Your task: Would you write out all of the data exactly as it appears below?

Input for this task:
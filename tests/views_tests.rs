use chrono::{DateTime, Duration, NaiveTime, TimeZone, Utc, Weekday};
use study_planner::views::{analytics, dashboard, days_until, filter_tasks, is_overdue, is_urgent};
use study_planner::{ClassType, Priority, Schedule, Subject, Task, TaskFilter, TaskType};

fn now() -> DateTime<Utc> {
    // A Monday.
    Utc.with_ymd_and_hms(2026, 10, 19, 10, 0, 0).unwrap()
}

fn subject(id: &str) -> Subject {
    Subject {
        id: id.to_string(),
        name: id.to_uppercase(),
        professor: None,
        priority: Priority::Medium,
        credits: 3,
        color: "#8b5cf6".to_string(),
        description: None,
        created_at: now(),
    }
}

fn task(id: &str, subject_id: &str, due_in_days: i64, completed: bool) -> Task {
    Task {
        id: id.to_string(),
        subject_id: subject_id.to_string(),
        title: format!("task {id}"),
        task_type: TaskType::Assignment,
        priority: Priority::Medium,
        deadline: now() + Duration::days(due_in_days),
        description: None,
        completed,
        created_at: now(),
    }
}

fn class(id: &str, day: Weekday, start_hour: u32) -> Schedule {
    Schedule {
        id: id.to_string(),
        subject_id: "s1".to_string(),
        day,
        start_time: NaiveTime::from_hms_opt(start_hour, 0, 0).unwrap(),
        end_time: NaiveTime::from_hms_opt(start_hour + 1, 0, 0).unwrap(),
        location: None,
        class_type: ClassType::Lecture,
        created_at: now(),
    }
}

#[test]
fn days_until_counts_calendar_days() {
    let now = now();
    assert_eq!(days_until(&now, &now), 0);
    assert_eq!(days_until(&(now + Duration::hours(15)), &now), 1);
    assert_eq!(days_until(&(now + Duration::days(3)), &now), 3);
    assert_eq!(days_until(&(now - Duration::days(1)), &now), -1);

    assert!(is_overdue(&(now - Duration::days(1)), &now));
    assert!(!is_overdue(&(now - Duration::hours(2)), &now));
}

#[test]
fn urgency_ignores_completed_tasks() {
    let now = now();
    assert!(is_urgent(&task("a", "s1", 2, false), &now));
    assert!(!is_urgent(&task("b", "s1", 3, false), &now));
    assert!(!is_urgent(&task("c", "s1", 1, true), &now));
}

#[test]
fn filters_select_and_sort_by_deadline() {
    let now = now();
    let tasks = vec![
        task("late", "s1", 9, false),
        task("done", "s1", 1, true),
        task("overdue", "s1", -3, false),
        task("soon", "s1", 2, false),
        task("done-overdue", "s1", -5, true),
    ];

    let ids = |filter| -> Vec<String> {
        filter_tasks(&tasks, filter, &now)
            .into_iter()
            .map(|t| t.id)
            .collect()
    };

    assert_eq!(
        ids(TaskFilter::All),
        vec!["done-overdue", "overdue", "done", "soon", "late"]
    );
    assert_eq!(ids(TaskFilter::Pending), vec!["overdue", "soon", "late"]);
    assert_eq!(ids(TaskFilter::Completed), vec!["done-overdue", "done"]);
    assert_eq!(ids(TaskFilter::Overdue), vec!["overdue"]);
}

#[test]
fn dashboard_shows_todays_classes_and_five_upcoming() {
    let now = now();
    let subjects = vec![subject("s1"), subject("s2")];
    let schedules = vec![
        class("mon-late", Weekday::Mon, 14),
        class("tue", Weekday::Tue, 9),
        class("mon-early", Weekday::Mon, 8),
    ];
    let mut tasks: Vec<Task> = (1..=7).rev().map(|d| task(&format!("t{d}"), "s1", d, false)).collect();
    tasks.push(task("finished", "s2", 0, true));

    let board = dashboard(&subjects, &schedules, &tasks, &now);
    assert_eq!(board.total_subjects, 2);
    assert_eq!(board.pending_tasks, 7);
    assert_eq!(board.today, Weekday::Mon);

    let classes: Vec<&str> = board.todays_classes.iter().map(|s| s.id.as_str()).collect();
    assert_eq!(classes, vec!["mon-early", "mon-late"]);

    let upcoming: Vec<&str> = board.upcoming.iter().map(|t| t.id.as_str()).collect();
    assert_eq!(upcoming, vec!["t1", "t2", "t3", "t4", "t5"]);
}

#[test]
fn analytics_reports_rates_per_subject() {
    let now = now();
    let subjects = vec![subject("s1"), subject("s2"), subject("s3")];
    let tasks = vec![
        task("a", "s1", 1, true),
        task("b", "s1", 2, false),
        task("c", "s1", -2, false),
        task("d", "s2", 4, true),
    ];

    let report = analytics(&subjects, &tasks, &now);
    assert_eq!(report.total, 4);
    assert_eq!(report.completed, 2);
    assert_eq!(report.pending, 2);
    assert_eq!(report.overdue, 1);
    assert_eq!(report.completion_rate, 50);

    let s1 = &report.by_subject[0];
    assert_eq!((s1.completed, s1.total, s1.percent), (1, 3, 33));
    let s2 = &report.by_subject[1];
    assert_eq!((s2.completed, s2.total, s2.percent), (1, 1, 100));
    let s3 = &report.by_subject[2];
    assert_eq!((s3.completed, s3.total, s3.percent), (0, 0, 0));
}

#[test]
fn analytics_is_empty_without_subjects_or_tasks() {
    let now = now();
    assert!(analytics(&[], &[task("a", "s1", 1, false)], &now).is_empty());
    assert!(analytics(&[subject("s1")], &[], &now).is_empty());
}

Answer to the exercise:
filename tests/views_tests.rs
use chrono::{DateTime, Duration, NaiveTime, TimeZone, Utc, Weekday};
use study_planner::views::{analytics, dashboard, days_until, filter_tasks, is_overdue, is_urgent};
use study_planner::{ClassType, Priority, Schedule, Subject, Task, TaskFilter, TaskType};

fn now() -> DateTime<Utc> {
    // A Monday.
    Utc.with_ymd_and_hms(2026, 10, 19, 10, 0, 0).unwrap()
}

fn subject(id: &str) -> Subject {
    Subject {
        id: id.to_string(),
        name: id.to_uppercase(),
        professor: None,
        priority: Priority::Medium,
        credits: 3,
        color: "#8b5cf6".to_string(),
        description: None,
        created_at: now(),
    }
}

fn task(id: &str, subject_id: &str, due_in_days: i64, completed: bool) -> Task {
    Task {
        id: id.to_string(),
        subject_id: subject_id.to_string(),
        title: format!("task {id}"),
        task_type: TaskType::Assignment,
        priority: Priority::Medium,
        deadline: now() + Duration::days(due_in_days),
        description: None,
        completed,
        created_at: now(),
    }
}

fn class(id: &str, day: Weekday, start_hour: u32) -> Schedule {
    Schedule {
        id: id.to_string(),
        subject_id: "s1".to_string(),
        day,
        start_time: NaiveTime::from_hms_opt(start_hour, 0, 0).unwrap(),
        end_time: NaiveTime::from_hms_opt(start_hour + 1, 0, 0).unwrap(),
        location: None,
        class_type: ClassType::Lecture,
        created_at: now(),
    }
}

#[test]
fn days_until_counts_calendar_days() {
    let now = now();
    assert_eq!(days_until(&now, &now), 0);
    assert_eq!(days_until(&(now + Duration::hours(15)), &now), 1);
    assert_eq!(days_until(&(now + Duration::days(3)), &now), 3);
    assert_eq!(days_until(&(now - Duration::days(1)), &now), -1);

    assert!(is_overdue(&(now - Duration::days(1)), &now));
    assert!(!is_overdue(&(now - Duration::hours(2)), &now));
}

#[test]
fn urgency_ignores_completed_tasks() {
    let now = now();
    assert!(is_urgent(&task("a", "s1", 2, false), &now));
    assert!(!is_urgent(&task("b", "s1", 3, false), &now));
    assert!(!is_urgent(&task("c", "s1", 1, true), &now));
}

#[test]
fn filters_select_and_sort_by_deadline() {
    let now = now();
    let tasks = vec![
        task("late", "s1", 9, false),
        task("done", "s1", 1, true),
        task("overdue", "s1", -3, false),
        task("soon", "s1", 2, false),
        task("done-overdue", "s1", -5, true),
    ];

    let ids = |filter| -> Vec<String> {
        filter_tasks(&tasks, filter, &now)
            .into_iter()
            .map(|t| t.id)
            .collect()
    };

    assert_eq!(
        ids(TaskFilter::All),
        vec!["done-overdue", "overdue", "done", "soon", "late"]
    );
    assert_eq!(ids(TaskFilter::Pending), vec!["overdue", "soon", "late"]);
    assert_eq!(ids(TaskFilter::Completed), vec!["done-overdue", "done"]);
    assert_eq!(ids(TaskFilter::Overdue), vec!["overdue"]);
}

#[test]
fn dashboard_shows_todays_classes_and_five_upcoming() {
    let now = now();
    let subjects = vec![subject("s1"), subject("s2")];
    let schedules = vec![
        class("mon-late", Weekday::Mon, 14),
        class("tue", Weekday::Tue, 9),
        class("mon-early", Weekday::Mon, 8),
    ];
    let mut tasks: Vec<Task> = (1..=7).rev().map(|d| task(&format!("t{d}"), "s1", d, false)).collect();
    tasks.push(task("finished", "s2", 0, true));

    let board = dashboard(&subjects, &schedules, &tasks, &now);
    assert_eq!(board.total_subjects, 2);
    assert_eq!(board.pending_tasks, 7);
    assert_eq!(board.today, Weekday::Mon);

    let classes: Vec<&str> = board.todays_classes.iter().map(|s| s.id.as_str()).collect();
    assert_eq!(classes, vec!["mon-early", "mon-late"]);

    let upcoming: Vec<&str> = board.upcoming.iter().map(|t| t.id.as_str()).collect();
    assert_eq!(upcoming, vec!["t1", "t2", "t3", "t4", "t5"]);
}

#[test]
fn analytics_reports_rates_per_subject() {
    let now = now();
    let subjects = vec![subject("s1"), subject("s2"), subject("s3")];
    let tasks = vec![
        task("a", "s1", 1, true),
        task("b", "s1", 2, false),
        task("c", "s1", -2, false),
        task("d", "s2", 4, true),
    ];

    let report = analytics(&subjects, &tasks, &now);
    assert_eq!(report.total, 4);
    assert_eq!(report.completed, 2);
    assert_eq!(report.pending, 2);
    assert_eq!(report.overdue, 1);
    assert_eq!(report.completion_rate, 50);

    let s1 = &report.by_subject[0];
    assert_eq!((s1.completed, s1.total, s1.percent), (1, 3, 33));
    let s2 = &report.by_subject[1];
    assert_eq!((s2.completed, s2.total, s2.percent), (1, 1, 100));
    let s3 = &report.by_subject[2];
    assert_eq!((s3.completed, s3.total, s3.percent), (0, 0, 0));
}

#[test]
fn analytics_is_empty_without_subjects_or_tasks() {
    let now = now();
    assert!(analytics(&[], &[task("a", "s1", 1, false)], &now).is_empty());
    assert!(analytics(&[subject("s1")], &[], &now).is_empty());
}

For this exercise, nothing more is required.